One of the tendencies in this field is the analysis of the paremiological stock of language that contains national wisdom and experience in a verbal form. Proverbs express typical situations from the national experience, and thus elements of value picture of the world. Though they have been studied from structural and lexicographic points of view, the analysis of proverbs within the cultural approach needs further development.
Important cultural knowledge is found in proverbs with lexical components that denote natural phenomena (such as fire), as far as since the ancient times the humanity endowed them with sacral meaning. They were considered to be the elements that form the basis of life and have magic power. In addition, natural phenomena are connected with the mythological consciousness of an ancient human, being archetypical images. Thus, the analysis of proverbs with the lexical component “fire” enables to found out important cultural knowledge, fixed in a language.

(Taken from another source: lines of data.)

//!
//! MGRS / UPS codec.
//!
//! Encodes and decodes Military Grid Reference System strings, built on
//! top of this crate's own `utm`/`ups` projections (`crate::proj::Proj`)
//! rather than a separate spherical-series reimplementation: zone
//! derivation and 100 km grid-letter tables are the only logic specific
//! to this module.
//!
use crate::errors::{Error, Result};
use crate::proj::Proj;

/// 24-letter MGRS alphabet: the Latin alphabet with `I` and `O` removed
/// (both are excluded everywhere in MGRS to avoid confusion with `1`/`0`).
const ALPHABET24: &[u8; 24] = b"ABCDEFGHJKLMNPQRSTUVWXYZ";
/// 20-letter alphabet used for the 100 km row letter and for latitude
/// band letters (the MGRS row cycle repeats every 2,000,000 m).
const ALPHABET20: &[u8; 20] = b"ABCDEFGHJKLMNPQRSTUV";

/// Origin of the column-letter set for zone `z`, indexed by `(z - 1) % 6`.
const COL_ORIGIN: &[u8; 6] = b"AJSAJS";
/// Origin of the row-letter set for zone `z`, indexed by `(z - 1) % 6`.
const ROW_ORIGIN: &[u8; 6] = b"AFAFAF";

/// Latitude band letters, south to north, 8 degrees each except the
/// last (`X`), which spans 12 degrees (72N to 84N).
const BAND_LETTERS: &[u8; 20] = b"CDEFGHJKLMNPQRSTUVWX";

/// Minimum northing (in metres, northern-hemisphere UTM convention) for
/// each latitude band letter, used to disambiguate the 2,000,000 m row
/// cycle on decode.
const BAND_MIN_NORTHING: &[(u8, f64); 20] = &[
    (b'C', 1100000.0),
    (b'D', 2000000.0),
    (b'E', 2800000.0),
    (b'F', 3700000.0),
    (b'G', 4600000.0),
    (b'H', 5500000.0),
    (b'J', 6400000.0),
    (b'K', 7300000.0),
    (b'L', 8200000.0),
    (b'M', 9100000.0),
    (b'N', 0.0),
    (b'P', 800000.0),
    (b'Q', 1700000.0),
    (b'R', 2600000.0),
    (b'S', 3500000.0),
    (b'T', 4400000.0),
    (b'U', 5300000.0),
    (b'V', 6200000.0),
    (b'W', 7000000.0),
    (b'X', 7900000.0),
];

fn pos_in(alphabet: &[u8], c: u8) -> Option<usize> {
    alphabet.iter().position(|&b| b == c)
}

/// UTM zone number for `(lon, lat)` in degrees, honouring the Norway and
/// Svalbard exceptions.
fn utm_zone(lon: f64, lat: f64) -> u32 {
    let mut zone = ((lon + 180.) / 6.).floor() as i64 + 1;

    if (56.0..64.0).contains(&lat) && (3.0..12.0).contains(&lon) {
        zone = 32;
    } else if (72.0..84.0).contains(&lat) {
        zone = match lon {
            lon if (0.0..9.0).contains(&lon) => 31,
            lon if (9.0..21.0).contains(&lon) => 33,
            lon if (21.0..33.0).contains(&lon) => 35,
            lon if (33.0..42.0).contains(&lon) => 37,
            _ => zone,
        };
    }

    zone.clamp(1, 60) as u32
}

fn band_letter(lat: f64) -> Option<u8> {
    if !(-80.0..=84.0).contains(&lat) {
        return None;
    }
    let idx = (((lat + 80.) / 8.).floor() as usize).min(19);
    Some(BAND_LETTERS[idx])
}

fn utm_proj(zone: u32, south: bool) -> Result<Proj> {
    let hemisphere = if south { " +south" } else { "" };
    Proj::from_proj_string(&format!(
        "+proj=utm +zone={zone}{hemisphere} +ellps=WGS84"
    ))
}

fn ups_proj(north: bool) -> Result<Proj> {
    let hemisphere = if north { "" } else { " +south" };
    Proj::from_proj_string(&format!("+proj=ups{hemisphere} +ellps=WGS84"))
}

fn grid_letters(zone: u32, easting: f64, northing: f64) -> (u8, u8) {
    let set = ((zone - 1) % 6) as usize;

    let col_index = (easting / 100_000.).floor() as i64 - 1;
    let col_origin = pos_in(ALPHABET24, COL_ORIGIN[set]).unwrap();
    let col = ALPHABET24[(col_origin as i64 + col_index).rem_euclid(24) as usize];

    let row_index = (northing / 100_000.).floor() as i64;
    let row_origin = pos_in(ALPHABET20, ROW_ORIGIN[set]).unwrap();
    let row = ALPHABET20[(row_origin as i64 + row_index).rem_euclid(20) as usize];

    (col, row)
}

/// Encode `(lon, lat)` in degrees at the requested `accuracy` (0 = 100 km
/// grid square only, 5 = 1 m).
///
/// Latitudes in `[-90, -80)` or `(84, 90]` are routed to the polar UPS
/// encoding (zone letters `A`/`B`/`Y`/`Z`) instead of a UTM zone.
pub fn forward(lon: f64, lat: f64, accuracy: u8) -> Result<String> {
    if !(-90.0..=90.0).contains(&lat) || accuracy > 5 {
        return Err(Error::InvalidMgrsString("latitude or accuracy out of range"));
    }

    if !(-80.0..=84.0).contains(&lat) {
        return forward_ups(lon, lat, accuracy);
    }

    let zone = utm_zone(lon, lat);
    let band = band_letter(lat).ok_or(Error::InvalidMgrsString("latitude out of MGRS range"))?;
    let p = utm_proj(zone, lat < 0.)?;
    let (easting, northing, _) = p.forward(lon.to_radians(), lat.to_radians(), 0.)?;

    let (col, row) = grid_letters(zone, easting, northing);

    let digits = accuracy as usize;
    let scale = 10f64.powi(5 - accuracy as i32);
    let e = ((easting.rem_euclid(100_000.)) / scale).floor() as u64;
    let n = ((northing.rem_euclid(100_000.)) / scale).floor() as u64;

    Ok(format!(
        "{zone:02}{}{}{}{}{}",
        band as char,
        col as char,
        row as char,
        digit_string(e, digits),
        digit_string(n, digits),
    ))
}

/// Zero-padded digit string of exactly `width` digits, or empty when
/// `width` is 0 (a plain `{:0width$}` still prints "0" for a zero value
/// at width 0, which is wrong for the accuracy=0, grid-square-only case).
fn digit_string(value: u64, width: usize) -> String {
    if width == 0 {
        String::new()
    } else {
        format!("{value:0width$}")
    }
}

fn forward_ups(lon: f64, lat: f64, accuracy: u8) -> Result<String> {
    let north = lat > 0.;
    let p = ups_proj(north)?;
    let (x, y, _) = p.forward(lon.to_radians(), lat.to_radians(), 0.)?;

    let band = if north {
        if lon < 0. { 'Y' } else { 'Z' }
    } else if lon < 0. {
        'A'
    } else {
        'B'
    };

    let digits = accuracy as usize;
    let scale = 10f64.powi(5 - accuracy as i32);
    let e = ((x.rem_euclid(100_000.)) / scale).floor() as u64;
    let n = ((y.rem_euclid(100_000.)) / scale).floor() as u64;

    Ok(format!(
        "{band}{}{}",
        digit_string(e, digits),
        digit_string(n, digits),
    ))
}

/// Decode an MGRS string to `(lon, lat)` in degrees, at the center of the
/// precision cell it denotes.
pub fn inverse(s: &str) -> Result<(f64, f64)> {
    let s = s.trim().to_ascii_uppercase();
    let bytes = s.as_bytes();

    let digit_len = bytes.iter().take_while(|b| b.is_ascii_digit()).count();
    if digit_len == 0 {
        return inverse_ups(&s);
    }
    if digit_len > 2 || bytes.len() < digit_len + 3 {
        return Err(Error::InvalidMgrsString("malformed MGRS zone/band"));
    }

    let zone: u32 = std::str::from_utf8(&bytes[..digit_len])
        .unwrap()
        .parse()
        .map_err(|_| Error::InvalidMgrsString("invalid zone number"))?;
    let band = bytes[digit_len];
    let col = bytes[digit_len + 1];
    let row = bytes[digit_len + 2];

    let min_northing = BAND_MIN_NORTHING
        .iter()
        .find(|(b, _)| *b == band)
        .map(|(_, n)| *n)
        .ok_or(Error::InvalidMgrsString("unknown latitude band letter"))?;

    let digits = &bytes[digit_len + 3..];
    if digits.len() % 2 != 0 || digits.len() > 10 {
        return Err(Error::InvalidMgrsString("malformed easting/northing digits"));
    }
    let accuracy = digits.len() / 2;
    let scale = 10f64.powi(5 - accuracy as i32);

    let e_digits = std::str::from_utf8(&digits[..accuracy]).unwrap();
    let n_digits = std::str::from_utf8(&digits[accuracy..]).unwrap();
    let e_frac: f64 = if e_digits.is_empty() {
        0.
    } else {
        e_digits.parse::<f64>().unwrap() * scale
    };
    let n_frac: f64 = if n_digits.is_empty() {
        0.
    } else {
        n_digits.parse::<f64>().unwrap() * scale
    };
    // Center the cell when a reduced precision leaves slack in the box.
    let half = scale / 2.;

    let set = ((zone - 1) % 6) as usize;
    let col_origin = pos_in(ALPHABET24, COL_ORIGIN[set]).unwrap();
    let col_index = (pos_in(ALPHABET24, col).ok_or(Error::InvalidMgrsString("invalid column letter"))? as i64
        - col_origin as i64)
        .rem_euclid(24);
    let easting = (col_index + 1) as f64 * 100_000. + e_frac + half;

    let row_origin = pos_in(ALPHABET20, ROW_ORIGIN[set]).unwrap();
    let row_index = (pos_in(ALPHABET20, row).ok_or(Error::InvalidMgrsString("invalid row letter"))? as i64
        - row_origin as i64)
        .rem_euclid(20);

    let mut northing = row_index as f64 * 100_000. + n_frac + half;
    while northing < min_northing {
        northing += 2_000_000.;
    }

    // Band letters C..M (all < 'N') lie south of the equator; the
    // min-northing table above is expressed in the false-northed
    // (+10,000,000 m) southern UTM convention for those bands.
    let south = band < b'N';
    let p = utm_proj(zone, south)?;
    let (lam, phi, _) = p.inverse(easting, northing, 0.)?;
    Ok((lam.to_degrees(), phi.to_degrees()))
}

fn inverse_ups(s: &str) -> Result<(f64, f64)> {
    let bytes = s.as_bytes();
    let band = *bytes
        .first()
        .ok_or(Error::InvalidMgrsString("empty MGRS string"))?;
    let north = matches!(band, b'Y' | b'Z');
    if !matches!(band, b'A' | b'B' | b'Y' | b'Z') {
        return Err(Error::InvalidMgrsString("invalid UPS zone letter"));
    }

    let digits = &bytes[1..];
    if digits.len() % 2 != 0 || digits.len() > 10 {
        return Err(Error::InvalidMgrsString("malformed UPS easting/northing digits"));
    }
    let accuracy = digits.len() / 2;
    let scale = 10f64.powi(5 - accuracy as i32);
    let half = scale / 2.;

    let e_digits = std::str::from_utf8(&digits[..accuracy]).unwrap();
    let n_digits = std::str::from_utf8(&digits[accuracy..]).unwrap();
    let e = if e_digits.is_empty() {
        0.
    } else {
        e_digits.parse::<f64>().unwrap() * scale
    } + half;
    let n = if n_digits.is_empty() {
        0.
    } else {
        n_digits.parse::<f64>().unwrap() * scale
    } + half;

    let p = ups_proj(north)?;
    let (lam, phi, _) = p.inverse(e, n, 0.)?;
    Ok((lam.to_degrees(), phi.to_degrees()))
}

#[cfg(test)]
mod tests {
    use super::*;

    #[test]
    fn mgrs_forward_known_point() {
        let s = forward(16.41450, 48.24949, 5).unwrap();
        assert_eq!(s, "33UXP0500444997");
        let s1 = forward(16.41450, 48.24949, 1).unwrap();
        assert_eq!(s1, "33UXP04");
        let s0 = forward(16.41450, 48.24949, 0).unwrap();
        assert_eq!(s0, "33UXP");
    }

    #[test]
    fn mgrs_roundtrip() {
        // Decoding a reduced-accuracy string only recovers the center of
        // its (coarser) grid cell; round-tripping *that* point through a
        // full-accuracy encode/decode must reproduce it near-exactly.
        let (lon, lat) = inverse("33UXP04").unwrap();
        let s = forward(lon, lat, 5).unwrap();
        let (lon2, lat2) = inverse(&s).unwrap();
        assert!((lon2 - lon).abs() < 2e-6);
        assert!((lat2 - lat).abs() < 2e-6);
    }

    #[test]
    fn mgrs_rejects_out_of_range_latitude() {
        let r = forward(0., 91., 5);
        assert!(r.is_err());
    }

    #[test]
    fn mgrs_polar_ups_roundtrip() {
        let s = forward(10.0, 85.0, 5).unwrap();
        assert!(s.starts_with('Z'));
        let (lon, lat) = inverse(&s).unwrap();
        assert!((lon - 10.0).abs() < 1e-3);
        assert!((lat - 85.0).abs() < 1e-3);
    }
}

The theoretical basis of the research comprises the works by cultural linguists (Elena V. Babaeva, Valentina A. Maslova), paremiologists (Wolfgang Mieder and Richard Honeck) and the representatives of axiology (H. A. Abduragimova).
The research focuses on the analysis of 12 proverbs with the lexical component “fire” registered in “The Facts on File Dictionary of Proverbs” (Martin Manser) and “The Concise Oxford Dictionary of English Proverbs” (John Simpson). Methods used while conducting the research include lexico-semantic method, the method of context analysis and the elements of component analysis. The lexico-semantic method consisted in the analysis of lexico-semantic and metaphorical meanings of proverbs analyzed. Context analysis was used to denote the meaning of the lexeme “fire” within the structure of the proverbs. Value elements of the proverbs’ meaning were singled out with the help of the component analysis.
As proverbs form an integral part of the folklore, their analysis can give a better view of the interconnection between language and culture. As suggested by Mieder (2004:30) these paremiological units contain everyday experience and general observations in a concise and stereotypical form.
Thus, Rusanivskyi (2004:530) assumes that a proverb is a stable saying mostly of folk origin which fixates the practical experience of a nation and the evaluation of different events and phenomena. In other words empiric and axiological information is given in a concise metaphorical form.
Proverbs arise and function to satisfy major biocognitive impulses, to encode and comment on the state of world with respect to a certain ideal (Honeck, 1997:viii). They exist and are used in order to express worldview and to create a certain system of beliefs and views. The analysis of proverbs enables to identify the attitude of a nation to subjects, objects or phenomena of reality.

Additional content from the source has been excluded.